PROBLEM >> Where does the word "Duration" appear in the data? Copy every line that holds it.

RECORDS PROVIDED >>
use std::time::Duration;

use camino::Utf8PathBuf;
use chrono::{DateTime, Utc};
use serde::Serialize;
use tracing::{info, warn};

use crate::asset::AssetClient;
use crate::cancel::CancelFlag;
use crate::clock::{Clock, SystemClock, format_timestamp};
use crate::discovery::{self, DiscoveryOptions, QueryReport, WatermarkPolicy};
use crate::domain::{Item, PaperId};
use crate::error::WatchError;
use crate::feed::FeedClient;
use crate::fetch::{FetchFailure, Fetcher};
use crate::folders;
use crate::fs_util;
use crate::notify::Notifier;
use crate::store::{CycleUpdate, WatermarkStore};

pub const CONNECTION_TEST_QUERY: &str = "cat:cs.AI";

#[derive(Debug, Clone)]
pub struct ProgressEvent {
    pub message: String,
    pub elapsed: Option<Duration>,
}

pub trait ProgressSink {
    fn event(&self, event: ProgressEvent);
}

#[derive(Debug, Clone, Serialize)]
pub struct DownloadedPaper {
    pub id: PaperId,
    pub title: String,
    pub authors: Vec<String>,
    pub categories: Vec<String>,
    pub published: DateTime<Utc>,
    pub summary: String,
    pub asset_url: String,
    pub query: String,
    pub path: Utf8PathBuf,
    pub reused: bool,
}

#[derive(Debug, Clone, Serialize)]
pub struct CycleSummary {
    pub first_run: bool,
    pub checked_at: String,
    pub queries: Vec<QueryReport>,
    pub discovered: usize,
    pub new: usize,
    pub downloaded: usize,
    pub reused: usize,
    pub failed: usize,
    pub failures: Vec<FetchFailure>,
    pub papers: Vec<DownloadedPaper>,
    pub cancelled: bool,
}

#[derive(Debug, Clone, Serialize)]
pub struct Stats {
    pub state_file: String,
    pub query_count: usize,
    pub downloaded_count: usize,
    pub download_path: String,
    pub check_interval_hours: u64,
    pub max_results: u32,
    pub organize_by_query: bool,
    pub first_run: bool,
    pub last_check: Option<String>,
    pub pdf_files: usize,
    pub total_bytes: u64,
}

#[derive(Debug, Clone, Serialize)]
pub struct QueryListing {
    pub queries: Vec<QueryEntry>,
}

#[derive(Debug, Clone, Serialize)]
pub struct QueryEntry {
    pub query: String,
    pub folder: String,
    pub last_checked_at: Option<String>,
}

pub struct App<F: FeedClient, A: AssetClient, N: Notifier> {
    feed: F,
    assets: A,
    notifier: N,
    clock: Box<dyn Clock>,
    options: DiscoveryOptions,
}

impl<F: FeedClient, A: AssetClient, N: Notifier> App<F, A, N> {
    pub fn new(feed: F, assets: A, notifier: N) -> Self {
        Self {
            feed,
            assets,
            notifier,
            clock: Box::new(SystemClock),
            options: DiscoveryOptions::default(),
        }
    }

    pub fn with_clock(mut self, clock: impl Clock + 'static) -> Self {
        self.clock = Box::new(clock);
        self
    }

    pub fn with_options(mut self, options: DiscoveryOptions) -> Self {
        self.options = options;
        self
    }

    pub fn options(&self) -> &DiscoveryOptions {
        &self.options
    }

    pub fn run_cycle(
        &self,
        store: &mut WatermarkStore,
        cancel: &CancelFlag,
        sink: &dyn ProgressSink,
    ) -> Result<CycleSummary, WatchError> {
        let base = store.download_path().to_path_buf();
        folders::ensure_directory(&base, None, false).map_err(|err| {
            WatchError::BaseDirectory {
                path: base.clone(),
                message: err.to_string(),
            }
        })?;

        let first_run = store.first_run();
        if first_run {
            info!(
                days = self.options.bootstrap_window.num_days(),
                "first run, backfilling the bootstrap window"
            );
        }

        sink.event(ProgressEvent {
            message: format!(
                "phase=Discover; {} queries",
                store.search_queries().len()
            ),
            elapsed: None,
        });
        let start = std::time::Instant::now();
        let discovery =
            discovery::discover(&self.feed, store, &self.options, self.clock.as_ref(), cancel);
        sink.event(ProgressEvent {
            message: format!(
                "discovered {} new of {} returned",
                discovery.planned.len(),
                discovery.returned()
            ),
            elapsed: Some(start.elapsed()),
        });

        let fetcher = Fetcher::new(&self.assets, &base, store.organize_by_query());
        let report = fetcher.execute(&discovery.planned, cancel, sink);

        let completed = !discovery.cancelled && !report.cancelled;
        let checked_at = self.clock.now();
        let papers = discovery
            .planned
            .iter()
            .filter_map(|item| {
                report
                    .saved
                    .iter()
                    .find(|saved| saved.id == item.id)
                    .map(|saved| downloaded_paper(item, saved.path.clone(), saved.reused()))
            })
            .collect::<Vec<_>>();

        let mut watermarks = if completed {
            discovery.watermarks.clone()
        } else {
            Default::default()
        };
        if self.options.watermark_policy == WatermarkPolicy::OnSuccess {
            for failure in &report.failures {
                watermarks.remove(&failure.query);
            }
        }

        store.apply_cycle(CycleUpdate {
            watermarks,
            succeeded: report.succeeded(),
            completed,
            checked_at: Some(checked_at),
        });
        sink.event(ProgressEvent {
            message: "phase=Store; saving state".to_string(),
            elapsed: None,
        });
        store.save()?;

        let summary = CycleSummary {
            first_run,
            checked_at: format_timestamp(checked_at),
            queries: discovery.reports.clone(),
            discovered: discovery.returned(),
            new: discovery.planned.len(),
            downloaded: report.transferred(),
            reused: report.reused(),
            failed: report.failures.len(),
            failures: report.failures.clone(),
            papers,
            cancelled: !completed,
        };

        info!(
            discovered = summary.discovered,
            new = summary.new,
            downloaded = summary.downloaded,
            failed = summary.failed,
            "cycle finished"
        );
        if summary.failed > 0 || discovery.failed_queries() > 0 {
            warn!(
                failed_downloads = summary.failed,
                failed_queries = discovery.failed_queries(),
                "cycle finished with failures"
            );
        }

        if summary.downloaded > 0 {
            let message = format!("Downloaded {} new papers", summary.downloaded);
            if let Err(err) = self.notifier.notify("arXiv update", &message) {
                warn!(error = %err, "notification failed");
            }
        }

        Ok(summary)
    }

    pub fn test_connection(&self) -> Result<Option<Item>, WatchError> {
        let items = self.feed.search(CONNECTION_TEST_QUERY, 2)?;
        Ok(items.into_iter().next())
    }
}

pub fn list_queries(store: &WatermarkStore) -> QueryListing {
    QueryListing {
        queries: store
            .search_queries()
            .iter()
            .map(|query| QueryEntry {
                query: query.clone(),
                folder: folders::resolve(query),
                last_checked_at: store.watermark(query).map(str::to_string),
            })
            .collect(),
    }
}

pub fn collect_stats(store: &WatermarkStore) -> Result<Stats, WatchError> {
    let root = store.download_path();
    let mut pdf_files = 0;
    let mut total_bytes = 0;
    if root.as_std_path().is_dir() {
        for path in fs_util::walk_files(root.as_std_path())? {
            if path.extension().map(|ext| ext == "pdf").unwrap_or(false) {
                pdf_files += 1;
                total_bytes += std::fs::metadata(&path)
                    .map(|meta| meta.len())
                    .map_err(|err| WatchError::Filesystem(err.to_string()))?;
            }
        }
    }

    Ok(Stats {
        state_file: store.path().to_string(),
        query_count: store.search_queries().len(),
        downloaded_count: store.downloaded_count(),
        download_path: root.to_string(),
        check_interval_hours: store.check_interval_hours(),
        max_results: store.max_results(),
        organize_by_query: store.organize_by_query(),
        first_run: store.first_run(),
        last_check: store.last_check_global().map(str::to_string),
        pdf_files,
        total_bytes,
    })
}

fn downloaded_paper(item: &Item, path: Utf8PathBuf, reused: bool) -> DownloadedPaper {
    DownloadedPaper {
        id: item.id.clone(),
        title: item.title.clone(),
        authors: item.authors.clone(),
        categories: item.categories.clone(),
        published: item.published,
        summary: item.summary.clone(),
        asset_url: item.asset_url.clone(),
        query: item.origin_query.clone(),
        path,
        reused,
    }
}
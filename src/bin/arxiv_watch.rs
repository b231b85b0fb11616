use std::io::{self, BufRead, Write};
use std::process::ExitCode;

use camino::Utf8PathBuf;
use chrono::TimeDelta;
use clap::{Args, Parser, Subcommand, ValueEnum};
use miette::IntoDiagnostic;
use tracing_subscriber::EnvFilter;

use arxiv_watch::app::{
    self, App, CycleSummary, ProgressEvent, ProgressSink, QueryListing, Stats,
};
use arxiv_watch::asset::AssetHttpClient;
use arxiv_watch::cancel::CancelFlag;
use arxiv_watch::config::{DEFAULT_STATE_FILE, suggested_queries};
use arxiv_watch::discovery::{DEFAULT_BOOTSTRAP_DAYS, DiscoveryOptions, WatermarkPolicy};
use arxiv_watch::domain::author_line;
use arxiv_watch::error::WatchError;
use arxiv_watch::feed::ArxivHttpClient;
use arxiv_watch::notify::{DesktopNotifier, LogNotifier, Notifier};
use arxiv_watch::output::{JsonOutput, OutputMode};
use arxiv_watch::scheduler::Scheduler;
use arxiv_watch::store::{LoadOutcome, WatermarkStore};

const GREEN: &str = "\x1b[32m";
const YELLOW: &str = "\x1b[33m";
const CYAN: &str = "\x1b[36m";
const RED: &str = "\x1b[31m";
const RESET: &str = "\x1b[0m";

#[derive(Parser)]
#[command(name = "arxiv-watch")]
#[command(about = "Watch arXiv queries and download new papers into per-query folders")]
#[command(version, author)]
struct Cli {
    #[arg(long, global = true)]
    non_interactive: bool,

    #[arg(long, global = true, default_value = DEFAULT_STATE_FILE)]
    state: String,

    #[command(subcommand)]
    command: Option<Commands>,
}

#[derive(Subcommand)]
enum Commands {
    #[command(about = "Check now, then keep checking every interval until Ctrl-C")]
    Watch(CycleArgs),
    #[command(about = "Run a single check")]
    Check(CycleArgs),
    #[command(about = "Manage search queries")]
    Queries(QueriesArgs),
    #[command(about = "Show example queries")]
    Suggest,
    #[command(about = "Set the check interval in hours")]
    Interval { hours: u64 },
    #[command(about = "Set the maximum number of results per query")]
    MaxResults { count: u32 },
    #[command(about = "Toggle one sub-folder per query")]
    Organize { mode: Toggle },
    #[command(about = "Set the download directory")]
    DownloadPath { path: String },
    #[command(about = "Show statistics")]
    Stats,
    #[command(about = "Test the connection to arXiv")]
    Test,
    #[command(about = "Forget download history and watermarks")]
    Reset {
        #[arg(long)]
        yes: bool,
    },
}

#[derive(Args, Clone)]
struct CycleArgs {
    #[arg(long, default_value_t = DEFAULT_BOOTSTRAP_DAYS)]
    bootstrap_days: i64,

    #[arg(long)]
    hold_watermark_on_error: bool,
}

impl Default for CycleArgs {
    fn default() -> Self {
        Self {
            bootstrap_days: DEFAULT_BOOTSTRAP_DAYS,
            hold_watermark_on_error: false,
        }
    }
}

#[derive(Args)]
struct QueriesArgs {
    #[command(subcommand)]
    command: Option<QueriesCommand>,
}

#[derive(Subcommand)]
enum QueriesCommand {
    #[command(about = "List search queries")]
    List,
    #[command(about = "Add a search query")]
    Add { query: String },
    #[command(about = "Remove a search query by text or by --index (1-based)")]
    Remove {
        query: Option<String>,
        #[arg(long)]
        index: Option<usize>,
    },
}

#[derive(Clone, Copy, ValueEnum)]
enum Toggle {
    On,
    Off,
}
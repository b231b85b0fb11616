pub mod app;
pub mod asset;
pub mod cancel;
pub mod clock;
pub mod config;
pub mod discovery;
pub mod domain;
pub mod error;
pub mod feed;
pub mod fetch;
pub mod folders;
pub mod fs_util;
pub mod notify;
pub mod output;
pub mod scheduler;
pub mod store;
use std::fs;
use std::io::Write;
use std::path::{Path, PathBuf};

use camino::Utf8Path;
use walkdir::WalkDir;

use crate::error::WatchError;

pub fn write_atomic(path: &Utf8Path, content: &[u8]) -> Result<(), WatchError> {
    let parent = path
        .parent()
        .filter(|parent| !parent.as_str().is_empty())
        .unwrap_or(Utf8Path::new("."));
    fs::create_dir_all(parent.as_std_path())
        .map_err(|err| WatchError::Filesystem(format!("create {parent}: {err}")))?;

    let mut temp = tempfile::Builder::new()
        .prefix(".arxiv-watch")
        .suffix(".part")
        .tempfile_in(parent.as_std_path())
        .map_err(|err| WatchError::Filesystem(err.to_string()))?;
    temp.write_all(content)
        .map_err(|err| WatchError::Filesystem(format!("write {path}: {err}")))?;
    temp.as_file()
        .sync_all()
        .map_err(|err| WatchError::Filesystem(format!("sync {path}: {err}")))?;
    temp.persist(path.as_std_path())
        .map_err(|err| WatchError::Filesystem(format!("persist {path}: {}", err.error)))?;
    Ok(())
}

pub fn walk_files(root: &Path) -> Result<Vec<PathBuf>, WatchError> {
    let mut files = Vec::new();
    for entry in WalkDir::new(root).follow_links(false) {
        let entry = entry.map_err(|err| WatchError::Filesystem(err.to_string()))?;
        if entry.file_type().is_file() {
            files.push(entry.into_path());
        }
    }
    Ok(files)
}

#[cfg(test)]
mod tests {
    use camino::Utf8PathBuf;

    use super::*;

    #[test]
    fn write_atomic_replaces_content() {
        let temp = tempfile::tempdir().unwrap();
        let path = Utf8PathBuf::from_path_buf(temp.path().join("nested/state.json")).unwrap();

        write_atomic(&path, b"first").unwrap();
        write_atomic(&path, b"second").unwrap();

        assert_eq!(fs::read(path.as_std_path()).unwrap(), b"second");
        let leftovers = walk_files(temp.path()).unwrap();
        assert_eq!(leftovers.len(), 1);
    }

    #[cfg(unix)]
    #[test]
    fn walk_files_skips_symlinked_directories() {
        let temp = tempfile::tempdir().unwrap();
        let nested = temp.path().join("a/b");
        fs::create_dir_all(&nested).unwrap();
        fs::write(nested.join("paper.pdf"), b"%PDF").unwrap();
        fs::write(temp.path().join("top.pdf"), b"%PDF").unwrap();
        std::os::unix::fs::symlink(temp.path(), nested.join("loop")).unwrap();

        let mut files = walk_files(temp.path()).unwrap();
        files.sort();
        assert_eq!(files, vec![nested.join("paper.pdf"), temp.path().join("top.pdf")]);
    }
}
use std::env;
use std::path::PathBuf;
use std::process::Command;

use tracing::info;

use crate::error::WatchError;

pub trait Notifier: Send + Sync {
    fn notify(&self, title: &str, message: &str) -> Result<(), WatchError>;
}

#[derive(Debug, Clone, Copy, Default)]
pub struct LogNotifier;

impl Notifier for LogNotifier {
    fn notify(&self, title: &str, message: &str) -> Result<(), WatchError> {
        info!(title, message, "notification");
        Ok(())
    }
}

#[derive(Debug, Clone)]
pub struct DesktopNotifier {
    notify_send: Option<PathBuf>,
    osascript: Option<PathBuf>,
}

impl DesktopNotifier {
    pub fn new() -> Self {
        Self {
            notify_send: find_in_path("notify-send"),
            osascript: find_in_path("osascript"),
        }
    }
}

impl Default for DesktopNotifier {
    fn default() -> Self {
        Self::new()
    }
}

impl Notifier for DesktopNotifier {
    fn notify(&self, title: &str, message: &str) -> Result<(), WatchError> {
        let status = if let Some(notify_send) = &self.notify_send {
            Command::new(notify_send).arg(title).arg(message).status()
        } else if let Some(osascript) = &self.osascript {
            let script = format!(
                "display notification {} with title {}",
                applescript_string(message),
                applescript_string(title)
            );
            Command::new(osascript).arg("-e").arg(script).status()
        } else {
            return Err(WatchError::Notification(
                "no notification tool found on PATH".to_string(),
            ));
        };

        let status = status.map_err(|err| WatchError::Notification(err.to_string()))?;
        if !status.success() {
            return Err(WatchError::Notification(format!(
                "notifier exited with {status}"
            )));
        }
        Ok(())
    }
}

fn applescript_string(value: &str) -> String {
    format!("\"{}\"", value.replace('\\', "\\\\").replace('"', "\\\""))
}

fn find_in_path(binary: &str) -> Option<PathBuf> {
    let paths = env::var_os("PATH")?;
    env::split_paths(&paths)
        .map(|dir| dir.join(binary))
        .find(|candidate| candidate.is_file())
}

RESPONSE TO THIS TASK >>
use std::time::Duration;
    pub elapsed: Option<Duration>,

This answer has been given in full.